Tarih dersleri gezilerle desteklenmeli

Bilhassa tarih müfredatının Batı merkezli ve ideolojik anlayıştan kurtarılmaya çalışıldığını memnuniyetle görüyorum. Dini-milli değerlerimize, medeniyet birikimimize ve mimarlarımıza daha fazla yer verilmesi oldukça önemli ve yerinde. Daha ilmi, gerçekçi ve tutarlı bir içeriğe kavuşturulmuş.

Gençlerin ilgi ve motivasyonunu artırmak, dersleri daha istifadeli hale getirmek için ilaveten neler yapılabilire gelirsek: Önemli tarihi hadiseleri yerinde, atmosferinde teneffüs ettirerek öğretmeye daha ziyade ağırlık vermeliyiz. Aidiyet ve farkındalık hissinin uyanması ve tarih şuurunun gelişip tabiatının ve davranışlarının parçası haline gelmesi bakımından bunu çok gerekli görüyorum.

Öğrenciler her yıl veya her dönem, bakanlıklar ve yerel yönetimler kanalıyla bir tarihi mekâna götürülmeli. Mesela İstanbul, Çanakkale, Sarıkamış, Çaldıran, Aziziye, Sakarya, Dumlupınar gibi yurt içindeki mekânlar; Mohaç, Viyana, Varna, Kosova, Niğbolu, Kanije, Estergon, Plevne, Kut’ül Amare gibi yurt dışındaki mekânlarda birkaç gün geçirmeli, çeşitli etkinlikler eşliğinde öğretmenleri veya uzman kişiler tarafından bilgilendirilmeliler.

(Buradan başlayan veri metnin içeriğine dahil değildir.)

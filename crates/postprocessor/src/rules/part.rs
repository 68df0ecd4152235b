//! Part structure: intro grouping and appendix hoisting
//!
//! A part may only hold a title, one partintro and its chapters, so loose
//! intro content is grouped and appendices are moved out beside the part.

use ahash::AHashMap;
use dom::{DomArena, NodeId};

use crate::rule::Rule;

/// Direct part children that belong in the intro
const INTRO_CONTENT: &[&str] = &["para", "itemizedlist"];

/// Ensures every part owns one `partintro` holding its loose paragraphs and
/// itemized lists, in their original order.
pub struct PartIntro;

impl Rule for PartIntro {
    fn name(&self) -> &str {
        "part-intro"
    }

    fn apply(&self, arena: &mut DomArena) -> dom::Result<usize> {
        let mut touched = 0;

        for part in arena.select("part") {
            let children = arena.child_ids(part)?;
            let existing = children
                .iter()
                .copied()
                .find(|id| arena.name(*id) == Some("partintro"));

            let intro = match existing {
                Some(id) => id,
                None => {
                    let id = arena.create_element("partintro");
                    // Second child, right after the title
                    arena.insert_child(part, 1, id)?;
                    touched += 1;
                    id
                }
            };

            for child in children {
                let is_intro = arena
                    .name(child)
                    .map(|name| INTRO_CONTENT.contains(&name))
                    .unwrap_or(false);
                if is_intro {
                    arena.append_child(intro, child)?;
                    touched += 1;
                }
            }
        }

        Ok(touched)
    }
}

/// Moves appendices nested in a part to follow the part instead
pub struct HoistAppendices;

impl Rule for HoistAppendices {
    fn name(&self) -> &str {
        "hoist-appendices"
    }

    fn apply(&self, arena: &mut DomArena) -> dom::Result<usize> {
        // Last node placed after each part, so hoisted appendices keep order
        let mut anchors: AHashMap<NodeId, NodeId> = AHashMap::new();
        let mut touched = 0;

        for appendix in arena.select("part/appendix") {
            let Some(part) = arena.parent_id(appendix)? else {
                continue;
            };
            if arena.parent_id(part)?.is_none() {
                // A root part has nowhere to hoist to
                continue;
            }

            let anchor = anchors.get(&part).copied().unwrap_or(part);
            arena.insert_after(anchor, appendix)?;
            anchors.insert(part, appendix);
            touched += 1;
        }

        Ok(touched)
    }
}

#[cfg(test)]
mod tests {
    use super::*;
    use crate::rules::test_support::apply;

    #[test]
    fn test_intro_created_after_title() {
        let (out, touched) = apply(
            &PartIntro,
            "<book><part><title>P</title><para>Intro text</para><chapter><title>C</title></chapter></part></book>",
        );

        assert_eq!(touched, 2);
        assert_eq!(
            out,
            "<book><part><title>P</title><partintro><para>Intro text</para></partintro><chapter><title>C</title></chapter></part></book>"
        );
    }

    #[test]
    fn test_existing_intro_collects_stray_content() {
        let (out, _) = apply(
            &PartIntro,
            "<book><part><title>P</title><partintro><para>a</para></partintro><itemizedlist><listitem/></itemizedlist><chapter/><para>b</para></part></book>",
        );

        assert_eq!(
            out,
            "<book><part><title>P</title><partintro><para>a</para><itemizedlist><listitem/></itemizedlist><para>b</para></partintro><chapter/></part></book>"
        );
    }

    #[test]
    fn test_intro_is_added_even_without_content() {
        let (out, touched) = apply(&PartIntro, "<book><part><title>P</title><chapter/></part></book>");
        assert_eq!(touched, 1);
        assert_eq!(out, "<book><part><title>P</title><partintro/><chapter/></part></book>");
    }

    #[test]
    fn test_nested_paras_are_untouched() {
        let (out, _) = apply(
            &PartIntro,
            "<book><part><title>P</title><chapter><para>x</para></chapter></part></book>",
        );
        assert!(out.contains("<chapter><para>x</para></chapter>"));
    }

    #[test]
    fn test_appendices_follow_their_part_in_order() {
        let (out, touched) = apply(
            &HoistAppendices,
            "<book><part><title>P</title><chapter/><appendix id=\"a1\"/><appendix id=\"a2\"/></part><part><title>Q</title></part></book>",
        );

        assert_eq!(touched, 2);
        assert_eq!(
            out,
            "<book><part><title>P</title><chapter/></part><appendix id=\"a1\"/><appendix id=\"a2\"/><part><title>Q</title></part></book>"
        );
    }

    #[test]
    fn test_root_part_keeps_its_appendix() {
        let (out, touched) = apply(&HoistAppendices, "<part><appendix/></part>");
        assert_eq!(touched, 0);
        assert_eq!(out, "<part><appendix/></part>");
    }
}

Ödüllü yarışmalar düzenlenerek, edindikleri izlenimleri yazıya dökmeleri teşvik edilmeli ve dereceye giren eserler kitaplaştırılmalı. Bu geziler ve yerinde öğrenim, müfredatlara ve yıllık planlara konmalı, zaman ayrılarak planlanmalı. Japonların okullarında, tarih derslerinde, gençlerin bellek ve hayatlarında Hiroşima ve Nagazaki’ye verdikleri önemi, keza Anzakların nesilden nesile ciddiyetle aktardıkları Çanakkale duyarlılığını ve vefayı, en az onlar kadar biz de genç kuşaklara kazandırmalı, Çanakkale, Sarıkamış, Milli Mücadele gibi tarihimizdeki unutulmaz hadiselere dair hafızalarında ve hayatlarında silinmez izler bırakmalıyız.

Ayrıca her ilde panoramik tarih müzeleri oluşturulmalı; orada işlenen hadiseyi öğrencilerin zihinlerinde canlandırmaları, yaşanan örnek ya da ibretlik sahneleri hissetmeleri ve ecdatları ile empati kurmaları sağlanmalı.